Vonis bebas terhadap sekitar 40 orang terdakwa kasus korupsi di berbagai daerah, seperti Bandung, Samarinda, Surabaya dan Lampung setidaknya telah menjadi tamparan cukup keras terhadap KPK dan menimbulkan kekecewaan masyarakat. Wajar apabila akhir-akhir ini Pengadilan Tipikor (Tindak Pidana Korupsi) menjadi sorotan masyarakat. Bahkan hingga timbul wacana untuk membubarkan Pengadilan Tipikor.

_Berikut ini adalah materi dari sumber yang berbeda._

use std::path::Path;

use fractic_server_error::ServerError;

use crate::{
    data::{
        datasources::payments_sqlite_datasource::{
            PaymentsDatasource, PaymentsSqliteDatasourceImpl,
        },
        models::paid_at_model::PaidAtModel,
    },
    domain::repositories::payments_repository::PaymentsRepository,
    entities::{NewPaymentRecord, PaymentRecord, QueryPeriod},
};

pub(crate) struct PaymentsRepositoryImpl<DS = PaymentsSqliteDatasourceImpl>
where
    DS: PaymentsDatasource,
{
    payments_datasource: DS,
}

impl<DS> PaymentsRepository for PaymentsRepositoryImpl<DS>
where
    DS: PaymentsDatasource,
{
    fn append(&self, record: NewPaymentRecord) -> Result<PaymentRecord, ServerError> {
        self.payments_datasource.insert(record)
    }

    fn query_period(&self, period: &QueryPeriod) -> Result<Vec<PaymentRecord>, ServerError> {
        let (start, end) = period.bounds()?;
        self.payments_datasource.select_between(
            &PaidAtModel::to_storage(&start),
            &PaidAtModel::to_storage(&end),
        )
    }

    fn clear_all(&self) -> Result<usize, ServerError> {
        self.payments_datasource.delete_all()
    }

    fn count(&self) -> Result<u64, ServerError> {
        self.payments_datasource.count()
    }
}

impl PaymentsRepositoryImpl<PaymentsSqliteDatasourceImpl> {
    pub(crate) fn open<P: AsRef<Path>>(path: P) -> Result<Self, ServerError> {
        Ok(PaymentsRepositoryImpl {
            payments_datasource: PaymentsSqliteDatasourceImpl::open(path)?,
        })
    }

    #[cfg(test)]
    pub(crate) fn open_in_memory() -> Result<Self, ServerError> {
        Ok(PaymentsRepositoryImpl {
            payments_datasource: PaymentsSqliteDatasourceImpl::open_in_memory()?,
        })
    }
}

Dampak lain dari hal ini, masyarakat umum dan beberapa tokoh setidaknya terbagi menjadi 2 pihak, yaitu pihak yang menginginkan pembubaran Pengadilan Tipikor daerah dan pihak yang tetap ingin mempertahankan Pengadilan Tipikor daerah.

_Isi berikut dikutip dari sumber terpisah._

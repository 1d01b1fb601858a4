use chrono::{NaiveDate, NaiveDateTime};

pub trait Clock: Send + Sync {
    fn now(&self) -> NaiveDateTime;

    fn today(&self) -> NaiveDate {
        self.now().date()
    }
}

/// Wall clock in the host's local timezone.
#[derive(Debug, Default, Clone, Copy)]
pub struct SystemClock;

impl Clock for SystemClock {
    fn now(&self) -> NaiveDateTime {
        chrono::Local::now().naive_local()
    }
}

/// Clock frozen at a given instant.
#[derive(Debug, Clone, Copy)]
pub struct FixedClock(pub NaiveDateTime);

impl Clock for FixedClock {
    fn now(&self) -> NaiveDateTime {
        self.0
    }
}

Pihak yang menginginkan pembubaran Pengadilan Tipikor daerah menilai bahwa kinerja Pengadilan Tipikor daerah saat ini lebih buruk dari Pengadilan Umum. Pendapat mereka bisa dimaklumi, pasalnya kekecewaan mereka yang meluap dalam melihat kenyataan bebasnya para terdakwa kasus korupsi yang cukup banyak di Pengadilan Tipikor hampir dirasakan sama saja dengan yang ada di Pengadilan Umum, bahkan mereka menilai proses di Pengadilan Umum setingkat lebih baik. Penantian panjang masyarakat di daerah terhadap pemberantasan korupsi seakan runtuh karena prestasi Pengadilan Tipikor daerah tidak dapat menyamai prestasi Pengadilan Tipikor di Jakarta. Lain lagi dengan pihak yang tetap ingin mempertahankan Pengadilan Tipikor daerah, mereka menganggap bahwa Pengadilan Tipikor daerah masih sangat diperlukan, guna mengakomodir perkara korupsi di daerah. Adapula yang berpendapat agar Pengadilan Tipikor dipusatkan saja di Jakarta.

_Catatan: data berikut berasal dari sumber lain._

use iso_currency::Currency;

#[derive(Debug, Clone, PartialEq)]
pub struct CurrencyTotal {
    pub currency: Currency,
    pub count: u64,
    pub total: f64,
}

/// Per-currency totals over a set of payments, ordered by currency code.
/// Currencies without payments are absent.
#[derive(Debug, Clone, Default, PartialEq)]
pub struct PaymentSummary {
    pub totals: Vec<CurrencyTotal>,
}

// --

impl PaymentSummary {
    pub fn is_empty(&self) -> bool {
        self.totals.is_empty()
    }

    pub fn get(&self, currency: Currency) -> Option<&CurrencyTotal> {
        self.totals.iter().find(|t| t.currency == currency)
    }

    pub fn transaction_count(&self) -> u64 {
        self.totals.iter().map(|t| t.count).sum()
    }
}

Indonesia, oleh sebagian kalangan, dikatakan sebagai negara demokrasi yang tentu didalamnya adalah wajar apabila terjadi perbedaan pendapat dan suka tidak suka kita harus menghargai perbedaan pendapat tersebut. Namun, dalam wacana pembubaran Pengadilan Tipikor daerah, bukanlah hal yang bijak jika kita terfokuskan kepada pembubaran lembaga ini. Mengingat apabila Pengadilan Tipikor daerah dibubarkan, maka akan menimbulkan penumpukan perkara di Pengadilan Tipikor Jakarta. Sebagai Warga Negara Indonesia yang cerdas dan tidak mudah terprovokasi, lebih baik jika kita meninggalkan wacana pembubaran Pengadilan Tipikor daerah dan kita fokuskan kepada bagaimana cara lembaga dan pihak-pihak lain yang terkait didalamnya itu bekerja, serta cara untuk memperkuat Pengadilan Tipikor itu sendiri.
Sebelumnya, evaluasi terlebih dahulu terhadap hakim-hakim ad hoc Pengadilan Tipikor daerah. Mekanisme rekruitmen hakim tersebut menjadi persoalan. Proses rekruitmen yang bisa dibilang dilakukan secara singkat, serta proses seleksi yang juga dilakukan tanpa adanya konsep yang jelas, dan semata-mata hanya karena tuntutan undang-undang merupakan salah satu persoalan utama yang perlu diperbaiki. Mahkamah Agung harus segera mengambil sikap dan siap bertanggung jawab atas hal ini sebelum kekecewaan masyarakat semakin memuncak.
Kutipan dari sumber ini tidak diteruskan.